Material provided START

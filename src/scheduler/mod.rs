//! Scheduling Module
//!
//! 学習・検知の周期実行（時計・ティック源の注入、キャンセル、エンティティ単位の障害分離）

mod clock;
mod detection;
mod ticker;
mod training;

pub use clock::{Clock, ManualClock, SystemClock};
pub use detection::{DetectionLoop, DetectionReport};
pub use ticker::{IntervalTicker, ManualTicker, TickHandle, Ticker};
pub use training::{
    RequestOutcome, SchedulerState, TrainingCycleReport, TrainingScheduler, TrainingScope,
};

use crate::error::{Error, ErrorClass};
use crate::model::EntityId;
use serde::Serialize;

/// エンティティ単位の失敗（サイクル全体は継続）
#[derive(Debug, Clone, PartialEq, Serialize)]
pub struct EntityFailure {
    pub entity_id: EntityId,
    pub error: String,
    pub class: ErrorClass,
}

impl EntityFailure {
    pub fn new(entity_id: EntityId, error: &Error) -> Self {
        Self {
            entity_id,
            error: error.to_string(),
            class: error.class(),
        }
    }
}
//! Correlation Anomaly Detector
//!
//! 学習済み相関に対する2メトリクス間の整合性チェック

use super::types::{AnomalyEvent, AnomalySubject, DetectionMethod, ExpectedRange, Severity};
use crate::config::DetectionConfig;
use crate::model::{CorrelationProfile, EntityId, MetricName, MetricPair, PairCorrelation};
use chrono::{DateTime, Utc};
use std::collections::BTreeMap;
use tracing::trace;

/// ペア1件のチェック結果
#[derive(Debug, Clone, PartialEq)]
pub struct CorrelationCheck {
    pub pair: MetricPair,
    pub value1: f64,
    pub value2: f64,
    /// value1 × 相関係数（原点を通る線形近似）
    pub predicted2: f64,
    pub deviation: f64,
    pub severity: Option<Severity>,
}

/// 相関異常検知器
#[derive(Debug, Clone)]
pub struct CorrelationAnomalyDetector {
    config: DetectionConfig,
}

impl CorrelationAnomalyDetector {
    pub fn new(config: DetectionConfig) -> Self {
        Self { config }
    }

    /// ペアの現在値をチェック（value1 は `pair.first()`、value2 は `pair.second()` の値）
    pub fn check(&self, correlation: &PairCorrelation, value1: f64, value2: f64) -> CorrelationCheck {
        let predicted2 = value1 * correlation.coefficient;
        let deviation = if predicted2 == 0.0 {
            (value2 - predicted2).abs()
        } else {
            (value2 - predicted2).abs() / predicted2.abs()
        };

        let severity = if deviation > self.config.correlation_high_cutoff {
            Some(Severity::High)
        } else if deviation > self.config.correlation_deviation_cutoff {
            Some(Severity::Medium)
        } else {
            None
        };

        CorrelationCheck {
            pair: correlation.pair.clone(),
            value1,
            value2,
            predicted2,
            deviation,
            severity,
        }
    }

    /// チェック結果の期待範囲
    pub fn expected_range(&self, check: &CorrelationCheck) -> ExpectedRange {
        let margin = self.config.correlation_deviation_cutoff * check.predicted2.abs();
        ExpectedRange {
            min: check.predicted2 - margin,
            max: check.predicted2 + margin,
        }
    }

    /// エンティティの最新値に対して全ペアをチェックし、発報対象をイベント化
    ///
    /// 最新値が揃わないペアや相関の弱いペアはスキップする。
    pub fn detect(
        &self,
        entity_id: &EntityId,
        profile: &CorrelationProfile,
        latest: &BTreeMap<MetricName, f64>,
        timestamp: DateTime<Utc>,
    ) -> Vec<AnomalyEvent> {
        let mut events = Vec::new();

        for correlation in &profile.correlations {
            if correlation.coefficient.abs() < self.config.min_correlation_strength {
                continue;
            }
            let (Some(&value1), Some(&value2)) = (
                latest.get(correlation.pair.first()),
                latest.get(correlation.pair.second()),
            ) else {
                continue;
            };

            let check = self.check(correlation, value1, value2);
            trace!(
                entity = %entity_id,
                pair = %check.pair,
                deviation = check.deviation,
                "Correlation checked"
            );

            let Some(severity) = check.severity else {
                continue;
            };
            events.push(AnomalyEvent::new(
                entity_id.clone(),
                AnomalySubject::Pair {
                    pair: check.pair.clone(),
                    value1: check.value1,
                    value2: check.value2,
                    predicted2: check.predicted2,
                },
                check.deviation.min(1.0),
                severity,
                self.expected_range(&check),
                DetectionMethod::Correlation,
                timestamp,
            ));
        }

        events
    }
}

Material provided END
Material provided START

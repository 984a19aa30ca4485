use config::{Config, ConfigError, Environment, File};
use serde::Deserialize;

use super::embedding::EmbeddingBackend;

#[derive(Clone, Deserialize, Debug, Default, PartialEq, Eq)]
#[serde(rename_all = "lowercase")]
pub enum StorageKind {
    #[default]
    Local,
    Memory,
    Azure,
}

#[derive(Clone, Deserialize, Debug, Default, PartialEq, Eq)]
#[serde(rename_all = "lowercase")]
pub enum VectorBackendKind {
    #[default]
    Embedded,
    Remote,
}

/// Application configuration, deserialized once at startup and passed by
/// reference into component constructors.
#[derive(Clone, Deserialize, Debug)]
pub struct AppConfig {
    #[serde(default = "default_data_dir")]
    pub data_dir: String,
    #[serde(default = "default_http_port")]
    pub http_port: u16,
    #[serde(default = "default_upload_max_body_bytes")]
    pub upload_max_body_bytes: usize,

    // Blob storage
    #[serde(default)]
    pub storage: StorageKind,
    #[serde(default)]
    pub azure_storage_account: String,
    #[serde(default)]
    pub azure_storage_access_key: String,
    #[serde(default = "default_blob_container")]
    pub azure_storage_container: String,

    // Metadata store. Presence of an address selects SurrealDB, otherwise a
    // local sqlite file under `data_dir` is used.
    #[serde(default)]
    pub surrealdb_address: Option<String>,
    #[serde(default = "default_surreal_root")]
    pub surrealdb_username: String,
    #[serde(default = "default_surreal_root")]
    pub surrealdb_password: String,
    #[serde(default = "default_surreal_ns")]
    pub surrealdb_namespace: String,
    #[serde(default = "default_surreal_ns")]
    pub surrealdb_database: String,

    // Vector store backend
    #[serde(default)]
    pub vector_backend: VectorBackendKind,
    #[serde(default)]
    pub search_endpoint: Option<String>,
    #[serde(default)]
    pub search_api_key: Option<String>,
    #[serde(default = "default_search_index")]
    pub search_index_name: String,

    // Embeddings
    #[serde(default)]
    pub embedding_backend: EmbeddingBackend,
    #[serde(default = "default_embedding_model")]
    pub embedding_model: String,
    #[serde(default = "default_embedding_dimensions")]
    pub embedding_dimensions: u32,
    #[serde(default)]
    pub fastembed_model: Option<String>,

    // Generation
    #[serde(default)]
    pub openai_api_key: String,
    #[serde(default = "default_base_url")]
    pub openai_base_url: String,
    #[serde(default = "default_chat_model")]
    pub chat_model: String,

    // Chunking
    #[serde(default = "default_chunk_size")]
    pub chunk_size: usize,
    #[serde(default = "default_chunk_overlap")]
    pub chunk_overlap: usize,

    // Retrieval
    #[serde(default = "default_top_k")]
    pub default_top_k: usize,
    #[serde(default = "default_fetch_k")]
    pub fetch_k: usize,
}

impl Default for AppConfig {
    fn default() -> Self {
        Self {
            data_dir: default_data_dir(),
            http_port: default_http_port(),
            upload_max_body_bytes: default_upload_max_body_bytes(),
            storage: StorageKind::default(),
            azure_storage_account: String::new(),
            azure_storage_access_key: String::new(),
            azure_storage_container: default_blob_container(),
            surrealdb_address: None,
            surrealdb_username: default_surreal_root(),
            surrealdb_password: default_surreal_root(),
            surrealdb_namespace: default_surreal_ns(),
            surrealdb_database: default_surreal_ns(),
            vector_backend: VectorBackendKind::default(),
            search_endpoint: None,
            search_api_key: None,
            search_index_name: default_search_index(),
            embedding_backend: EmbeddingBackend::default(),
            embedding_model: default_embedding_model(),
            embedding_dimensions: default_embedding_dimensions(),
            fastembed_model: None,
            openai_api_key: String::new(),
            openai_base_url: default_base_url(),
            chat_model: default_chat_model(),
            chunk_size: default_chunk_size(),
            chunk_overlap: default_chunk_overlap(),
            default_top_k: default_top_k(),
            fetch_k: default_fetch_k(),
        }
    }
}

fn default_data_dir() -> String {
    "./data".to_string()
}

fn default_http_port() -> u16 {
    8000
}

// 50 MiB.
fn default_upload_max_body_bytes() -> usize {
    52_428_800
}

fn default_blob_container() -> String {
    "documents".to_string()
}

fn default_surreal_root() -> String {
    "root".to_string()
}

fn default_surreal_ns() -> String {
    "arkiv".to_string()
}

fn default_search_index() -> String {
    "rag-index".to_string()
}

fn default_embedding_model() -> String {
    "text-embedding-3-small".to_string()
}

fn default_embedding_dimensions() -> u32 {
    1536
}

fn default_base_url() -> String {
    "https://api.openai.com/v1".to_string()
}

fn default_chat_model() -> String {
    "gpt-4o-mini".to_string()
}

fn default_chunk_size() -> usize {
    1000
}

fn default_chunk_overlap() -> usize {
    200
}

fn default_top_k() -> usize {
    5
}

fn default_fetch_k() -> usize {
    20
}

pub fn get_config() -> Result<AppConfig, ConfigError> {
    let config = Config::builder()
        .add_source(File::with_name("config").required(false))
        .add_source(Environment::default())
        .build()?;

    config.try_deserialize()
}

Material provided END

_Problem_. Please copy every line of the data that carries the string "DateTime".

_Answer_.
use chrono::{DateTime, Utc};
        timestamp: DateTime<Utc>,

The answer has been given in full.